## Work instructions
In the data below, find every line with the string "current" and pull it out.

## Data records
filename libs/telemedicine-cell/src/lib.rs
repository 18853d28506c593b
// libs/telemedicine-cell/src/lib.rs
//! # Telemedicine Cell
//!
//! Signaling and scheduling logic behind live doctor/patient consultations.
//!
//! ## Features
//!
//! - **Signaling Channel**: typed `signal` and `chat` streams over one room of a
//!   realtime publish/subscribe transport
//! - **Eligibility**: clock-injected join-window rules (15 minutes early to 30
//!   minutes late, plus the `is_now` override)
//! - **Session View**: upcoming/past lists, tab selection and session start
//! - **Room Relay**: WebSocket endpoint bridging browsers onto the in-process `RoomHub`
//! - **Reconnect Supervisor**: bounded, jittered retries of a failed connect
//!
//! ## Architecture
//!
//! ```text
//! +-----------------------------------------------------+
//! |                 Telemedicine Cell                   |
//! +-----------------------------------------------------+
//! |  handlers.rs     |  HTTP and WebSocket handlers     |
//! |  router.rs       |  Route definitions               |
//! |  state.rs        |  Shared handler state            |
//! |  models.rs       |  Data structures & DTOs          |
//! |  error.rs        |  Cell error taxonomy             |
//! |  services/       |  Business logic layer            |
//! |    transport.rs  |  RealtimeTransport + RoomHub     |
//! |    signaling.rs  |  SignalingChannel adapter        |
//! |    relay.rs      |  Socket <-> channel pump         |
//! |    eligibility.rs|  Join-window evaluator           |
//! |    session_view.rs| Telemedicine screen control     |
//! |    consultation.rs| Backend consultation records    |
//! |    supervisor.rs |  Reconnect with backoff          |
//! +-----------------------------------------------------+
//! ```
//!
//! ## API Endpoints
//!
//! - `GET /telemedicine/health` - Health check
//! - `GET /telemedicine/consultations` - Upcoming and past cards for the caller
//! - `POST /telemedicine/consultations` - Book a consultation
//! - `GET /telemedicine/consultations/{id}/eligibility` - Join-window report
//! - `POST /telemedicine/consultations/{id}/start` - Live session route
//! - `PATCH /telemedicine/consultations/{id}/status` - Complete or cancel
//! - `GET /telemedicine/rooms/consultation_{id}/ws?token=...` - Signaling relay (participants only)
//!
//! ## Usage Example
//!
//! ```rust,no_run
//! use std::sync::Arc;
//! use telemedicine_cell::services::{RoomHub, SignalingChannel};
//!
//! # async fn example() -> Result<(), telemedicine_cell::TelemedicineError> {
//! let hub = Arc::new(RoomHub::new(16));
//! let channel = SignalingChannel::new(hub, "participant-1");
//!
//! channel.on_chat(|message| println!("chat: {}", message.text));
//! channel.connect("consultation-room").await?;
//! channel.send_signal(serde_json::json!({ "type": "offer" })).await?;
//! channel.disconnect().await;
//! # Ok(())
//! # }
//! ```

pub mod error;
pub mod handlers;
pub mod models;
pub mod router;
pub mod services;
pub mod state;

// Re-export commonly used types
pub use error::TelemedicineError;
pub use models::{
    ChatMessage, Consultation, ConsultationStatus, ConsultationTab, EnvelopeKind,
    LiveSessionRoute, SignalEnvelope,
};

pub use services::{
    ConsultationService, EligibilityEvaluator, ReconnectSupervisor, RoomHub, SignalingChannel,
    TelemedicineSessionView,
};

pub use router::telemedicine_routes;
pub use state::TelemedicineState;
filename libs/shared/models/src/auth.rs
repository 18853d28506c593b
use chrono::{DateTime, Utc};
use serde::{Deserialize, Serialize};

#[derive(Debug, Serialize, Deserialize)]
pub struct JwtClaims {
    pub sub: String,
    pub exp: Option<u64>,
    pub email: Option<String>,
    pub role: Option<String>,
    pub user_metadata: Option<serde_json::Value>,
    pub aud: Option<String>,
    pub iat: Option<u64>,
}

/// Authenticated caller, as decoded from the backend-issued JWT.
#[derive(Debug, Clone, Serialize, Deserialize)]
pub struct User {
    pub id: String,
    pub email: Option<String>,
    pub role: Option<String>,
    pub metadata: Option<serde_json::Value>,
    pub created_at: Option<DateTime<Utc>>,
}

impl User {
    pub fn is_admin(&self) -> bool {
        self.role.as_deref() == Some("admin")
    }

    /// Name shown to the other side of a consultation chat.
    pub fn display_name(&self) -> String {
        self.metadata
            .as_ref()
            .and_then(|m| m.get("full_name"))
            .and_then(|v| v.as_str())
            .map(str::to_string)
            .or_else(|| self.email.clone())
            .unwrap_or_else(|| self.id.clone())
    }
}
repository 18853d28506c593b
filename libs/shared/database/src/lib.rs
pub mod supabase;
// libs/telemedicine-cell/src/services/consultation.rs
use std::sync::Arc;

use reqwest::Method;
use serde_json::{json, Value};
use tracing::{debug, info, instrument, warn};
use uuid::Uuid;

use shared_config::AppConfig;
use shared_database::supabase::SupabaseClient;

use crate::error::TelemedicineError;
use crate::models::{Consultation, ConsultationStatus, CreateConsultationRequest};

pub const MIN_DURATION_MINUTES: i32 = 5;
pub const MAX_DURATION_MINUTES: i32 = 240;

/// Consultation records in the hosted backend.
pub struct ConsultationService {
    supabase: Arc<SupabaseClient>,
}

impl ConsultationService {
    pub fn new(config: &AppConfig) -> Self {
        Self {
            supabase: Arc::new(SupabaseClient::new(config)),
        }
    }

    pub fn with_client(supabase: Arc<SupabaseClient>) -> Self {
        Self { supabase }
    }

    /// Every consultation where `participant_id` is the doctor or the patient,
    /// earliest first.
    #[instrument(skip(self, auth_token))]
    pub async fn list_for_participant(
        &self,
        participant_id: &str,
        auth_token: &str,
    ) -> Result<Vec<Consultation>, TelemedicineError> {
        validate_participant_id(participant_id)?;

        let path = format!(
            "/rest/v1/consultations?or=(patient_id.eq.{id},doctor_id.eq.{id})&order=scheduled_date.asc,scheduled_time.asc",
            id = participant_id
        );

        let rows: Vec<Value> = self
            .supabase
            .request(Method::GET, &path, Some(auth_token), None)
            .await
            .map_err(|e| TelemedicineError::DatabaseError(e.to_string()))?;

        debug!("Fetched {} consultations for participant {}", rows.len(), participant_id);
        parse_rows(rows)
    }

    #[instrument(skip(self, auth_token))]
    pub async fn get(
        &self,
        consultation_id: Uuid,
        auth_token: &str,
    ) -> Result<Consultation, TelemedicineError> {
        let path = format!("/rest/v1/consultations?id=eq.{}", consultation_id);

        let rows: Vec<Value> = self
            .supabase
            .request(Method::GET, &path, Some(auth_token), None)
            .await
            .map_err(|e| TelemedicineError::DatabaseError(e.to_string()))?;

        parse_rows(rows)?
            .into_iter()
            .next()
            .ok_or(TelemedicineError::ConsultationNotFound(consultation_id))
    }

    #[instrument(skip(self, request, auth_token), fields(doctor = %request.doctor_id, patient = %request.patient_id))]
    pub async fn create(
        &self,
        request: CreateConsultationRequest,
        auth_token: &str,
    ) -> Result<Consultation, TelemedicineError> {
        validate_create_request(&request)?;

        let body = json!({
            "doctor_id": request.doctor_id,
            "patient_id": request.patient_id,
            "scheduled_date": request.scheduled_date,
            "scheduled_time": request.scheduled_time,
            "duration_minutes": request.duration_minutes,
            "status": ConsultationStatus::Scheduled,
            "notes": request.notes,
            "is_now": false,
        });

        let rows: Vec<Value> = self
            .supabase
            .request(Method::POST, "/rest/v1/consultations", Some(auth_token), Some(body))
            .await
            .map_err(|e| TelemedicineError::DatabaseError(e.to_string()))?;

        let consultation = parse_rows(rows)?.into_iter().next().ok_or_else(|| {
            TelemedicineError::DatabaseError("Backend returned no row for created consultation".to_string())
        })?;

        info!(
            "Created consultation {} on {} at {}",
            consultation.id, consultation.scheduled_date, consultation.scheduled_time
        );
        Ok(consultation)
    }

    #[instrument(skip(self, summary, auth_token))]
    pub async fn update_status(
        &self,
        consultation_id: Uuid,
        status: ConsultationStatus,
        summary: Option<String>,
        auth_token: &str,
    ) -> Result<Consultation, TelemedicineError> {
        let current = self.get(consultation_id, auth_token).await?;
        validate_status_transition(current.status, status)?;

        let mut body = json!({
            "status": status,
            "updated_at": chrono::Utc::now().to_rfc3339(),
        });
        if let Some(summary) = summary {
            body["summary"] = json!(summary);
        }

        let path = format!("/rest/v1/consultations?id=eq.{}", consultation_id);
        let rows: Vec<Value> = self
            .supabase
            .request(Method::PATCH, &path, Some(auth_token), Some(body))
            .await
            .map_err(|e| TelemedicineError::DatabaseError(e.to_string()))?;

        let updated = parse_rows(rows)?
            .into_iter()
            .next()
            .ok_or(TelemedicineError::ConsultationNotFound(consultation_id))?;

        info!(
            "Consultation {} moved from {} to {}",
            consultation_id, current.status, updated.status
        );
        Ok(updated)
    }
}

pub fn validate_status_transition(
    from: ConsultationStatus,
    to: ConsultationStatus,
) -> Result<(), TelemedicineError> {
    if from.valid_transitions().contains(&to) {
        Ok(())
    } else {
        warn!("Rejected consultation status transition {} -> {}", from, to);
        Err(TelemedicineError::InvalidStatusTransition { from, to })
    }
}

pub fn validate_create_request(request: &CreateConsultationRequest) -> Result<(), TelemedicineError> {
    if request.doctor_id.trim().is_empty() || request.patient_id.trim().is_empty() {
        return Err(TelemedicineError::ValidationError(
            "Both doctor_id and patient_id are required".to_string(),
        ));
    }

    validate_participant_id(&request.doctor_id)?;
    validate_participant_id(&request.patient_id)?;

    if request.doctor_id == request.patient_id {
        return Err(TelemedicineError::ValidationError(
            "Doctor and patient must be different participants".to_string(),
        ));
    }

    if !(MIN_DURATION_MINUTES..=MAX_DURATION_MINUTES).contains(&request.duration_minutes) {
        return Err(TelemedicineError::ValidationError(format!(
            "Duration must be between {} and {} minutes",
            MIN_DURATION_MINUTES, MAX_DURATION_MINUTES
        )));
    }

    Ok(())
}

// Ids are interpolated into the PostgREST filter, so keep them to a safe alphabet.
fn validate_participant_id(participant_id: &str) -> Result<(), TelemedicineError> {
    let valid = !participant_id.is_empty()
        && participant_id
            .chars()
            .all(|c| c.is_ascii_alphanumeric() || c == '-' || c == '_');

    if valid {
        Ok(())
    } else {
        Err(TelemedicineError::ValidationError(format!(
            "Invalid participant id '{}'",
            participant_id
        )))
    }
}

fn parse_rows(rows: Vec<Value>) -> Result<Vec<Consultation>, TelemedicineError> {
    rows.into_iter()
        .map(|row| {
            serde_json::from_value(row).map_err(|e| {
                TelemedicineError::DatabaseError(format!("Failed to parse consultation: {}", e))
            })
        })
        .collect()
}
use std::sync::Arc;

use axum::{
    body::Body,
    extract::State,
    http::{header::AUTHORIZATION, HeaderMap, Request},
    middleware::Next,
    response::Response,
};

use shared_config::AppConfig;
use shared_models::error::AppError;

use crate::jwt::validate_token;

/// Pulls the bearer token out of an `Authorization` header.
pub fn bearer_token(headers: &HeaderMap) -> Result<&str, AppError> {
    let auth_value = headers
        .get(AUTHORIZATION)
        .ok_or_else(|| AppError::Auth("Missing authorization header".to_string()))?
        .to_str()
        .map_err(|_| AppError::Auth("Invalid authorization header format".to_string()))?;

    auth_value
        .strip_prefix("Bearer ")
        .filter(|token| !token.is_empty())
        .ok_or_else(|| AppError::Auth("Invalid authorization header format".to_string()))
}

/// Validates the bearer token and stores the decoded `User` in request extensions.
pub async fn auth_middleware(
    State(config): State<Arc<AppConfig>>,
    mut request: Request<Body>,
    next: Next,
) -> Result<Response, AppError> {
    let token = bearer_token(request.headers())?;

    let user = validate_token(token, &config.supabase_jwt_secret)
        .map_err(|e| AppError::Auth(e.to_string()))?;

    request.extensions_mut().insert(user);

    Ok(next.run(request).await)
}

#[cfg(test)]
mod tests {
    use super::*;
    use axum::http::HeaderValue;

    #[test]
    fn test_bearer_token_extraction() {
        let mut headers = HeaderMap::new();
        assert!(bearer_token(&headers).is_err());

        headers.insert(AUTHORIZATION, HeaderValue::from_static("Basic abc"));
        assert!(bearer_token(&headers).is_err());

        headers.insert(AUTHORIZATION, HeaderValue::from_static("Bearer "));
        assert!(bearer_token(&headers).is_err());

        headers.insert(AUTHORIZATION, HeaderValue::from_static("Bearer abc.def.ghi"));
        assert_eq!(bearer_token(&headers).unwrap(), "abc.def.ghi");
    }
}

## Task solution
        let current = self.get(consultation_id, auth_token).await?;
        validate_status_transition(current.status, status)?;
            consultation_id, current.status, updated.status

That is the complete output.